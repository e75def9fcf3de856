//! Dissimilarity matrices consumed and produced by the search.
//!
//! Matrices are symmetric with a zero diagonal, so only the strict upper
//! triangle is stored, row-major. A matrix is an immutable value: merging two
//! clusters produces a new, one-smaller matrix and leaves the original
//! untouched for sibling branches of the search.
//!
//! Merges follow one index convention shared with [`crate::Quiver`] and
//! [`crate::Partition`]: the merged cluster takes the smaller index, the larger
//! index is removed, and every index above it shifts down by one.

mod chunks;
mod norm;

use thiserror::Error;

use crate::{error::define_error_codes, linkage::LinkageRule};

pub use self::chunks::Chunk;
pub use self::norm::{NormOrder, Residual};

pub(crate) use self::chunks::indistinguishable;

/// Errors raised while building or transforming a [`DissimilarityMatrix`].
#[non_exhaustive]
#[derive(Clone, Debug, Error, PartialEq)]
pub enum DissimilarityError {
    /// A row did not have one entry per item.
    #[error("row {row} has {len} entries but the matrix has {expected} rows")]
    NotSquare {
        /// Offending row.
        row: usize,
        /// Number of entries in the row.
        len: usize,
        /// Number of rows in the matrix.
        expected: usize,
    },
    /// An entry was negative, NaN or infinite.
    #[error("entry ({row}, {col}) must be finite and non-negative (got {value})")]
    InvalidValue {
        /// Row of the offending entry.
        row: usize,
        /// Column of the offending entry.
        col: usize,
        /// Offending value.
        value: f64,
    },
    /// A diagonal entry was not zero.
    #[error("diagonal entry {index} must be zero (got {value})")]
    NonZeroDiagonal {
        /// Index of the offending diagonal entry.
        index: usize,
        /// Offending value.
        value: f64,
    },
    /// The matrix was not symmetric.
    #[error("entry ({row}, {col}) = {upper} differs from its mirror {lower}")]
    Asymmetric {
        /// Row of the upper-triangle entry.
        row: usize,
        /// Column of the upper-triangle entry.
        col: usize,
        /// Upper-triangle value.
        upper: f64,
        /// Lower-triangle value.
        lower: f64,
    },
    /// A condensed buffer had the wrong length for the requested size.
    #[error("a condensed matrix of size {size} needs {expected} entries (got {got})")]
    CondensedLength {
        /// Requested matrix size.
        size: usize,
        /// Required number of entries.
        expected: usize,
        /// Supplied number of entries.
        got: usize,
    },
    /// A cluster index was outside the matrix.
    #[error("index {index} is out of range for a matrix of size {size}")]
    IndexOutOfRange {
        /// Offending index.
        index: usize,
        /// Matrix size.
        size: usize,
    },
    /// A cluster was asked to merge with itself.
    #[error("cannot merge cluster {index} with itself")]
    SelfMerge {
        /// Offending index.
        index: usize,
    },
    /// Two matrices of different sizes were combined.
    #[error("matrix sizes differ: left={left}, right={right}")]
    SizeMismatch {
        /// Size of the left operand.
        left: usize,
        /// Size of the right operand.
        right: usize,
    },
}

define_error_codes! {
    /// Stable codes describing [`DissimilarityError`] variants.
    enum DissimilarityErrorCode for DissimilarityError {
        /// A row did not have one entry per item.
        NotSquare => DissimilarityError::NotSquare { .. } => "DISSIMILARITY_NOT_SQUARE",
        /// An entry was negative, NaN or infinite.
        InvalidValue => DissimilarityError::InvalidValue { .. } => "DISSIMILARITY_INVALID_VALUE",
        /// A diagonal entry was not zero.
        NonZeroDiagonal => DissimilarityError::NonZeroDiagonal { .. } => "DISSIMILARITY_NON_ZERO_DIAGONAL",
        /// The matrix was not symmetric.
        Asymmetric => DissimilarityError::Asymmetric { .. } => "DISSIMILARITY_ASYMMETRIC",
        /// A condensed buffer had the wrong length.
        CondensedLength => DissimilarityError::CondensedLength { .. } => "DISSIMILARITY_CONDENSED_LENGTH",
        /// A cluster index was outside the matrix.
        IndexOutOfRange => DissimilarityError::IndexOutOfRange { .. } => "DISSIMILARITY_INDEX_OUT_OF_RANGE",
        /// A cluster was asked to merge with itself.
        SelfMerge => DissimilarityError::SelfMerge { .. } => "DISSIMILARITY_SELF_MERGE",
        /// Two matrices of different sizes were combined.
        SizeMismatch => DissimilarityError::SizeMismatch { .. } => "DISSIMILARITY_SIZE_MISMATCH",
    }
}

/// Symmetric, zero-diagonal matrix of finite non-negative dissimilarities.
///
/// # Examples
/// ```
/// use ophac_core::DissimilarityMatrix;
///
/// let matrix = DissimilarityMatrix::from_rows(&[
///     [0.0, 1.0, 2.0],
///     [1.0, 0.0, 2.0],
///     [2.0, 2.0, 0.0],
/// ])?;
/// assert_eq!(matrix.size(), 3);
/// assert_eq!(matrix.get(2, 0), Some(2.0));
/// assert_eq!(matrix.condensed(), [1.0, 2.0, 2.0]);
/// # Ok::<(), ophac_core::DissimilarityError>(())
/// ```
#[derive(Clone, Debug, PartialEq)]
pub struct DissimilarityMatrix {
    size: usize,
    values: Vec<f64>,
}

impl DissimilarityMatrix {
    /// Builds a matrix from full rows, validating shape and contents.
    ///
    /// # Errors
    /// Returns [`DissimilarityError::NotSquare`] for ragged or non-square
    /// input, [`DissimilarityError::InvalidValue`] for negative or non-finite
    /// entries, [`DissimilarityError::NonZeroDiagonal`] and
    /// [`DissimilarityError::Asymmetric`] when the matrix is not a valid
    /// dissimilarity.
    pub fn from_rows<R: AsRef<[f64]>>(rows: &[R]) -> Result<Self, DissimilarityError> {
        let size = rows.len();
        for (row, raw) in rows.iter().enumerate() {
            let entries = raw.as_ref();
            if entries.len() != size {
                return Err(DissimilarityError::NotSquare {
                    row,
                    len: entries.len(),
                    expected: size,
                });
            }
            for (col, &value) in entries.iter().enumerate() {
                if !value.is_finite() || value < 0.0 {
                    return Err(DissimilarityError::InvalidValue { row, col, value });
                }
            }
        }

        let mut values = Vec::with_capacity(condensed_len(size));
        for (row, raw) in rows.iter().enumerate() {
            let entries = raw.as_ref();
            for ((col, &upper), mirror_row) in entries.iter().enumerate().zip(rows).skip(row) {
                if col == row {
                    if upper != 0.0 {
                        return Err(DissimilarityError::NonZeroDiagonal {
                            index: row,
                            value: upper,
                        });
                    }
                    continue;
                }
                let mirror = mirror_row.as_ref();
                let Some(&lower) = mirror.get(row) else {
                    return Err(DissimilarityError::NotSquare {
                        row: col,
                        len: mirror.len(),
                        expected: size,
                    });
                };
                if upper != lower {
                    return Err(DissimilarityError::Asymmetric {
                        row,
                        col,
                        upper,
                        lower,
                    });
                }
                values.push(upper);
            }
        }

        Ok(Self { size, values })
    }

    /// Builds a matrix of `size` items from its condensed upper triangle
    /// (row-major, diagonal excluded).
    ///
    /// # Errors
    /// Returns [`DissimilarityError::CondensedLength`] when `values` does not
    /// hold `size * (size - 1) / 2` entries and
    /// [`DissimilarityError::InvalidValue`] for negative or non-finite
    /// entries.
    pub fn from_condensed(size: usize, values: Vec<f64>) -> Result<Self, DissimilarityError> {
        let expected = condensed_len(size);
        if values.len() != expected {
            return Err(DissimilarityError::CondensedLength {
                size,
                expected,
                got: values.len(),
            });
        }
        let matrix = Self { size, values };
        if let Some((row, col, value)) = matrix
            .pairs()
            .find(|&(_, _, value)| !value.is_finite() || value < 0.0)
        {
            return Err(DissimilarityError::InvalidValue { row, col, value });
        }
        Ok(matrix)
    }

    /// Builds a matrix without validation. Callers guarantee the invariants.
    pub(crate) fn from_condensed_unchecked(size: usize, values: Vec<f64>) -> Self {
        debug_assert_eq!(values.len(), condensed_len(size));
        Self { size, values }
    }

    /// Returns the number of items.
    #[must_use]
    pub const fn size(&self) -> usize {
        self.size
    }

    /// Returns the dissimilarity between `i` and `j`, or `None` when either
    /// index is out of range.
    #[must_use]
    pub fn get(&self, i: usize, j: usize) -> Option<f64> {
        if i >= self.size || j >= self.size {
            return None;
        }
        if i == j {
            return Some(0.0);
        }
        let (row, col) = (i.min(j), i.max(j));
        self.values.get(condensed_index(self.size, row, col)).copied()
    }

    /// Returns the condensed upper triangle, row-major.
    #[must_use]
    pub fn condensed(&self) -> &[f64] {
        &self.values
    }

    /// Expands the matrix into full rows.
    #[must_use]
    pub fn to_rows(&self) -> Vec<Vec<f64>> {
        (0..self.size)
            .map(|i| (0..self.size).filter_map(|j| self.get(i, j)).collect())
            .collect()
    }

    /// Iterates over `(i, j, value)` for every pair with `i < j`.
    pub fn pairs(&self) -> impl Iterator<Item = (usize, usize, f64)> + '_ {
        let size = self.size;
        (0..size)
            .flat_map(move |i| ((i + 1)..size).map(move |j| (i, j)))
            .zip(self.values.iter().copied())
            .map(|((i, j), value)| (i, j, value))
    }

    /// Groups all pairs into chunks of tied dissimilarities, least
    /// dissimilar first.
    ///
    /// # Examples
    /// ```
    /// use ophac_core::DissimilarityMatrix;
    ///
    /// let matrix = DissimilarityMatrix::from_condensed(3, vec![1.0, 2.0, 2.0])?;
    /// let chunks = matrix.chunks_ascending();
    /// assert_eq!(chunks.len(), 2);
    /// assert_eq!(chunks[0].distance(), 1.0);
    /// assert_eq!(chunks[1].pairs(), [(0, 2), (1, 2)]);
    /// # Ok::<(), ophac_core::DissimilarityError>(())
    /// ```
    #[must_use]
    pub fn chunks_ascending(&self) -> Vec<Chunk> {
        chunks::group_ascending(self.pairs())
    }

    /// Merges clusters `a` and `b` under `rule`, producing a matrix one item
    /// smaller.
    ///
    /// # Errors
    /// Returns [`DissimilarityError::IndexOutOfRange`] when either index is
    /// outside the matrix and [`DissimilarityError::SelfMerge`] when
    /// `a == b`.
    pub fn merged_via(
        &self,
        rule: &LinkageRule<'_>,
        a: usize,
        b: usize,
    ) -> Result<Self, DissimilarityError> {
        let (lo, hi) = self.merge_indices(a, b)?;
        let size = self.size - 1;
        let original = |index: usize| if index < hi { index } else { index + 1 };
        let at = |i: usize, j: usize| {
            self.get(i, j)
                .ok_or_else(|| DissimilarityError::IndexOutOfRange {
                    index: i.max(j),
                    size: self.size,
                })
        };

        let mut values = Vec::with_capacity(condensed_len(size));
        for i in 0..size {
            for j in (i + 1)..size {
                let value = if i == lo || j == lo {
                    let other = original(if i == lo { j } else { i });
                    rule.merged_distance(lo, hi, at(lo, other)?, at(hi, other)?)
                } else {
                    at(original(i), original(j))?
                };
                values.push(value);
            }
        }

        Ok(Self::from_condensed_unchecked(size, values))
    }

    /// Subtracts `other` entrywise.
    ///
    /// # Errors
    /// Returns [`DissimilarityError::SizeMismatch`] when the matrices differ
    /// in size.
    #[expect(
        clippy::float_arithmetic,
        reason = "residuals are entrywise differences"
    )]
    pub fn minus(&self, other: &Self) -> Result<Residual, DissimilarityError> {
        if self.size != other.size {
            return Err(DissimilarityError::SizeMismatch {
                left: self.size,
                right: other.size,
            });
        }
        let values = self
            .values
            .iter()
            .zip(&other.values)
            .map(|(left, right)| left - right)
            .collect();
        Ok(Residual::new(self.size, values))
    }

    /// Computes the entrywise norm of the upper triangle.
    #[must_use]
    pub fn norm(&self, order: NormOrder) -> f64 {
        order.apply(&self.values)
    }

    fn merge_indices(&self, a: usize, b: usize) -> Result<(usize, usize), DissimilarityError> {
        for index in [a, b] {
            if index >= self.size {
                return Err(DissimilarityError::IndexOutOfRange {
                    index,
                    size: self.size,
                });
            }
        }
        if a == b {
            return Err(DissimilarityError::SelfMerge { index: a });
        }
        Ok((a.min(b), a.max(b)))
    }
}

/// Number of strict upper-triangle entries of a `size`-item matrix.
#[expect(
    clippy::integer_division,
    clippy::integer_division_remainder_used,
    reason = "n(n - 1) is always even"
)]
pub(crate) const fn condensed_len(size: usize) -> usize {
    size * size.saturating_sub(1) / 2
}

/// Position of `(row, col)`, `row < col`, in the condensed buffer.
#[expect(
    clippy::integer_division,
    clippy::integer_division_remainder_used,
    reason = "r(r + 1) is always even"
)]
pub(crate) const fn condensed_index(size: usize, row: usize, col: usize) -> usize {
    row * size - row * (row + 1) / 2 + (col - row - 1)
}

#[cfg(test)]
#[expect(clippy::expect_used, reason = "tests require contextual panics")]
mod tests;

━━━━━━━━━━━━━━━━━━━━━━━━━━━━━━

WHAT IS BEING ASKED:
Up to and including the line with "index, the larger", write out the records above exactly, starting from their first line.

RESPONSE TO THIS EXERCISE:
repository e75def9fcf3de856
//! Dissimilarity matrices consumed and produced by the search.
//!
//! Matrices are symmetric with a zero diagonal, so only the strict upper
//! triangle is stored, row-major. A matrix is an immutable value: merging two
//! clusters produces a new, one-smaller matrix and leaves the original
//! untouched for sibling branches of the search.
//!
//! Merges follow one index convention shared with [`crate::Quiver`] and
//! [`crate::Partition`]: the merged cluster takes the smaller index, the larger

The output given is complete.